• _SOURCE RECORDS_
------------------------------------------------------------------------

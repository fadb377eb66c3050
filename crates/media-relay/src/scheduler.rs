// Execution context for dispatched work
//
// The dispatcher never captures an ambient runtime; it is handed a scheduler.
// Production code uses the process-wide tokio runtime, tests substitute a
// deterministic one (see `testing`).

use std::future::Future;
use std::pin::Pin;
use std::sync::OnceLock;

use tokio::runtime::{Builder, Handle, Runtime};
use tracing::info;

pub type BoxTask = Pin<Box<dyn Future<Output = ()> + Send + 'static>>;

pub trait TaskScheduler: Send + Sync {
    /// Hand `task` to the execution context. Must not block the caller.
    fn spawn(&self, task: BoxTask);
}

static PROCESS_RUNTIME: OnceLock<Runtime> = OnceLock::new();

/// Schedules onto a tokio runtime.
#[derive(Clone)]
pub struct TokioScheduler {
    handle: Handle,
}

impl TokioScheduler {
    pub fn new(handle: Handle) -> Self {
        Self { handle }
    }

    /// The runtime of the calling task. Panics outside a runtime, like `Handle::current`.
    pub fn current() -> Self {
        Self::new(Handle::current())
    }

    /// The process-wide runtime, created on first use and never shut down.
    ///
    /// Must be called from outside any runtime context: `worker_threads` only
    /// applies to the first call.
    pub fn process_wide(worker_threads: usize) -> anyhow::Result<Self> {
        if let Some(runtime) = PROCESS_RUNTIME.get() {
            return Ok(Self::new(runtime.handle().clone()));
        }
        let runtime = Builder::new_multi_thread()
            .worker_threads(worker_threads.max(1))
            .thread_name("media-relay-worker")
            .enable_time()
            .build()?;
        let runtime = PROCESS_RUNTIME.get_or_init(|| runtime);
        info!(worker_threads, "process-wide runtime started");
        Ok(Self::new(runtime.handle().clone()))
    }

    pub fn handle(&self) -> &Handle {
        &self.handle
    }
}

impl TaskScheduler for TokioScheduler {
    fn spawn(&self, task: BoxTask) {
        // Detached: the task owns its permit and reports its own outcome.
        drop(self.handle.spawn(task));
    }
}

------------------------------------------------------------------------

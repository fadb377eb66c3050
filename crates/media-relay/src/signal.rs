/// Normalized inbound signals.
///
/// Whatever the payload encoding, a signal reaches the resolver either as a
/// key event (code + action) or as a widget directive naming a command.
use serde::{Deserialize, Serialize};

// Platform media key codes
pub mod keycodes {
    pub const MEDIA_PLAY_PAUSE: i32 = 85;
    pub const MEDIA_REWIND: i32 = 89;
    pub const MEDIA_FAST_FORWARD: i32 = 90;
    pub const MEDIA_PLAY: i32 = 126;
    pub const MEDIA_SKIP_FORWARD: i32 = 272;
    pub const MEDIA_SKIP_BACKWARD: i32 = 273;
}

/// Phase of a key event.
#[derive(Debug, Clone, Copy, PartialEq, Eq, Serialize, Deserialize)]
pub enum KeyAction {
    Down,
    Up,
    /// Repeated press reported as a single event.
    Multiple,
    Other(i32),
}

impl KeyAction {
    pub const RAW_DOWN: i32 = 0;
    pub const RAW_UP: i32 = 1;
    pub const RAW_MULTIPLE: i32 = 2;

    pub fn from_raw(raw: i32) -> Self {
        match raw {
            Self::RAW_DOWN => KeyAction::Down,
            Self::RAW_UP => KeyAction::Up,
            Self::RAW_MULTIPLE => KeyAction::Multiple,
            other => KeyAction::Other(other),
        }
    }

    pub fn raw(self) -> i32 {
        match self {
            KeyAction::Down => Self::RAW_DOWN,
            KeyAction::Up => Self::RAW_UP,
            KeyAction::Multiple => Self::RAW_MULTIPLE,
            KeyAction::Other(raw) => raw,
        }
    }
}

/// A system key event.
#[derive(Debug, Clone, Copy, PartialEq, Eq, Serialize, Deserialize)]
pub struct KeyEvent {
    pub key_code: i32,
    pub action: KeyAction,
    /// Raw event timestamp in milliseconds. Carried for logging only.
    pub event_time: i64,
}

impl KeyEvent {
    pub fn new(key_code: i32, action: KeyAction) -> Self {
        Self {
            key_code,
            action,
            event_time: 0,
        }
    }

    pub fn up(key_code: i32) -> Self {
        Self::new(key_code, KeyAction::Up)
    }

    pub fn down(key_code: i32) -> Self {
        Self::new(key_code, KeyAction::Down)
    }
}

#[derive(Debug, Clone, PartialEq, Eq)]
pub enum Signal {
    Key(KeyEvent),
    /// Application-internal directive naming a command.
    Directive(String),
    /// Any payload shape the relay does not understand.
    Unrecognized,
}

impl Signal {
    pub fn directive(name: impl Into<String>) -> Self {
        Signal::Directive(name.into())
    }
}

------------------------------------------------------------------------

• _EXERCISE OBJECTIVE_
From the listing above, return every line that carries the string "outside".

• _TASK OUTPUT_
    /// The runtime of the calling task. Panics outside a runtime, like `Handle::current`.
    /// Must be called from outside any runtime context: `worker_threads` only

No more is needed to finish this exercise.